# TASK REQUIREMENTS
The answer should consist of each line below that contains the word "true".
——————
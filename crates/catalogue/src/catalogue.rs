//! The asset catalogue and its write-through persistence.
//!
//! The in-memory index is the source of truth at runtime. The backing
//! store holds a mirror: the full, ordered asset list under one key,
//! read once when the catalogue first becomes ready and overwritten after
//! every mutation.
//!
//! Every operation awaits [`AssetCatalogue::ready`] before touching the
//! index, so a query can never run against a half-loaded catalogue.
//! Mutations hold the index write lock across their trailing persist;
//! writes from one catalogue therefore reach the store in mutation order.

use std::sync::Arc;

use indexmap::IndexMap;
use labdesk_core::assets::{
    Asset, AssetCategory, AssetPatch, AssetStats, AssetType, ASSET_CATEGORIES,
};
use labdesk_core::types::RecordId;
use labdesk_store::{KvStore, StoreError};
use tokio::sync::{OnceCell, RwLock, RwLockReadGuard};
use tokio::task::JoinHandle;

use crate::error::CatalogueError;

/// Store key the catalogue is mirrored under unless overridden.
pub const DEFAULT_CATALOGUE_KEY: &str = "asset-catalogue";

type Index = IndexMap<RecordId, Asset>;

/// In-memory asset index mirrored to a [`KvStore`].
///
/// Share it as `Arc<AssetCatalogue>`. Two catalogues on the same store key
/// race on persist with no coordination; that configuration is not
/// supported.
pub struct AssetCatalogue {
    store: Arc<dyn KvStore>,
    key: String,
    index: RwLock<Index>,
    loaded: OnceCell<()>,
}

impl AssetCatalogue {
    /// Create a catalogue over `store` using [`DEFAULT_CATALOGUE_KEY`].
    ///
    /// Nothing is read from the store until [`ready`](Self::ready) is
    /// awaited (directly or through any other operation) or
    /// [`spawn_load`](Self::spawn_load) is called.
    pub fn new(store: Arc<dyn KvStore>) -> Self {
        Self::with_key(store, DEFAULT_CATALOGUE_KEY)
    }

    /// Create a catalogue mirrored under a custom store key.
    pub fn with_key(store: Arc<dyn KvStore>, key: impl Into<String>) -> Self {
        Self {
            store,
            key: key.into(),
            index: RwLock::new(IndexMap::new()),
            loaded: OnceCell::new(),
        }
    }

    pub fn key(&self) -> &str {
        &self.key
    }

    /// Whether the initial load has completed.
    pub fn is_ready(&self) -> bool {
        self.loaded.initialized()
    }

    // -----------------------------------------------------------------------
    // Loading and persistence
    // -----------------------------------------------------------------------

    /// Start the initial load in the background and return immediately.
    ///
    /// A failed background load is logged; the next call to
    /// [`ready`](Self::ready) retries it.
    pub fn spawn_load(self: &Arc<Self>) -> JoinHandle<()> {
        let catalogue = Arc::clone(self);
        tokio::spawn(async move {
            if let Err(e) = catalogue.ready().await {
                tracing::error!(key = %catalogue.key, error = %e, "Background catalogue load failed");
            }
        })
    }

    /// Resolve once the index has been loaded from the store.
    ///
    /// The first caller performs the load; concurrent callers wait for it.
    /// An absent store value yields an empty catalogue.
    pub async fn ready(&self) -> Result<(), CatalogueError> {
        self.loaded.get_or_try_init(|| self.load()).await?;
        Ok(())
    }

    async fn load(&self) -> Result<(), CatalogueError> {
        let assets: Vec<Asset> = match self.store.get(&self.key).await? {
            Some(value) => serde_json::from_value(value).map_err(|source| {
                CatalogueError::Corrupt {
                    key: self.key.clone(),
                    source,
                }
            })?,
            None => Vec::new(),
        };

        let mut index = self.index.write().await;
        for asset in assets {
            index.insert(asset.id.clone(), asset);
        }
        tracing::info!(key = %self.key, asset_count = index.len(), "Asset catalogue loaded");
        Ok(())
    }

    /// Write the whole index to the store, replacing the prior value.
    pub async fn persist(&self) -> Result<(), CatalogueError> {
        let index = self.read_index().await?;
        self.write_index(&index).await
    }

    async fn write_index(&self, index: &Index) -> Result<(), CatalogueError> {
        let assets: Vec<&Asset> = index.values().collect();
        let value = serde_json::to_value(&assets).map_err(StoreError::from)?;
        self.store.set(&self.key, value).await?;
        tracing::debug!(key = %self.key, asset_count = assets.len(), "Asset catalogue persisted");
        Ok(())
    }

    async fn read_index(&self) -> Result<RwLockReadGuard<'_, Index>, CatalogueError> {
        self.ready().await?;
        Ok(self.index.read().await)
    }

    async fn collect_where<F>(&self, predicate: F) -> Result<Vec<Asset>, CatalogueError>
    where
        F: Fn(&Asset) -> bool,
    {
        let index = self.read_index().await?;
        Ok(index.values().filter(|a| predicate(a)).cloned().collect())
    }

    // -----------------------------------------------------------------------
    // Mutations
    // -----------------------------------------------------------------------

    /// Insert or overwrite the asset at `asset.id`, then persist.
    ///
    /// Overwriting keeps the asset's original position in the listing.
    pub async fn add(&self, asset: Asset) -> Result<Asset, CatalogueError> {
        self.ready().await?;
        let mut index = self.index.write().await;
        let replaced = index.insert(asset.id.clone(), asset.clone()).is_some();
        self.write_index(&index).await?;
        tracing::debug!(asset_id = %asset.id, replaced, "Asset stored");
        Ok(asset)
    }

    /// Merge `patch` over the stored asset and persist.
    ///
    /// Returns `None` without writing when `id` is unknown. An empty patch
    /// returns the stored asset unchanged and skips the write.
    pub async fn update(
        &self,
        id: &str,
        patch: AssetPatch,
    ) -> Result<Option<Asset>, CatalogueError> {
        self.ready().await?;
        let mut index = self.index.write().await;
        let Some(asset) = index.get_mut(id) else {
            return Ok(None);
        };
        if patch.is_empty() {
            return Ok(Some(asset.clone()));
        }
        asset.apply(patch);
        let updated = asset.clone();
        self.write_index(&index).await?;
        tracing::debug!(asset_id = %id, "Asset updated");
        Ok(Some(updated))
    }

    /// Remove the asset if present. Persists only when something was
    /// removed.
    pub async fn delete(&self, id: &str) -> Result<bool, CatalogueError> {
        self.ready().await?;
        let mut index = self.index.write().await;
        if index.shift_remove(id).is_none() {
            return Ok(false);
        }
        self.write_index(&index).await?;
        tracing::debug!(asset_id = %id, "Asset deleted");
        Ok(true)
    }

    // -----------------------------------------------------------------------
    // Queries
    // -----------------------------------------------------------------------

    pub async fn get(&self, id: &str) -> Result<Option<Asset>, CatalogueError> {
        let index = self.read_index().await?;
        Ok(index.get(id).cloned())
    }

    /// Every asset, in index order.
    pub async fn list_all(&self) -> Result<Vec<Asset>, CatalogueError> {
        self.collect_where(|_| true).await
    }

    pub async fn get_by_type(&self, asset_type: AssetType) -> Result<Vec<Asset>, CatalogueError> {
        self.collect_where(|a| a.asset_type == asset_type).await
    }

    /// Assets whose category equals `category` exactly. Uncategorised
    /// assets never match.
    pub async fn get_by_category(&self, category: &str) -> Result<Vec<Asset>, CatalogueError> {
        self.collect_where(|a| a.category.as_deref() == Some(category)).await
    }

    pub async fn get_protected(&self) -> Result<Vec<Asset>, CatalogueError> {
        self.collect_where(|a| a.protected).await
    }

    /// Case-insensitive substring search over name, tags and description.
    ///
    /// No ranking and no pagination; an empty query matches everything.
    pub async fn search(&self, query: &str) -> Result<Vec<Asset>, CatalogueError> {
        let needle = query.to_lowercase();
        self.collect_where(|a| a.matches_lowercase(&needle)).await
    }

    /// Totals from a full scan of the index.
    pub async fn stats(&self) -> Result<AssetStats, CatalogueError> {
        let index = self.read_index().await?;
        Ok(AssetStats::from_assets(index.values()))
    }

    /// The fixed category set with `count` computed from the current index.
    pub async fn categories(&self) -> Result<Vec<AssetCategory>, CatalogueError> {
        let index = self.read_index().await?;
        Ok(ASSET_CATEGORIES
            .iter()
            .map(|category| AssetCategory {
                count: index
                    .values()
                    .filter(|a| a.category.as_deref() == Some(category.id))
                    .count(),
                ..category.clone()
            })
            .collect())
    }
}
——————
# ANSWER TO THIS PROBLEM
        Ok(true)
        self.collect_where(|_| true).await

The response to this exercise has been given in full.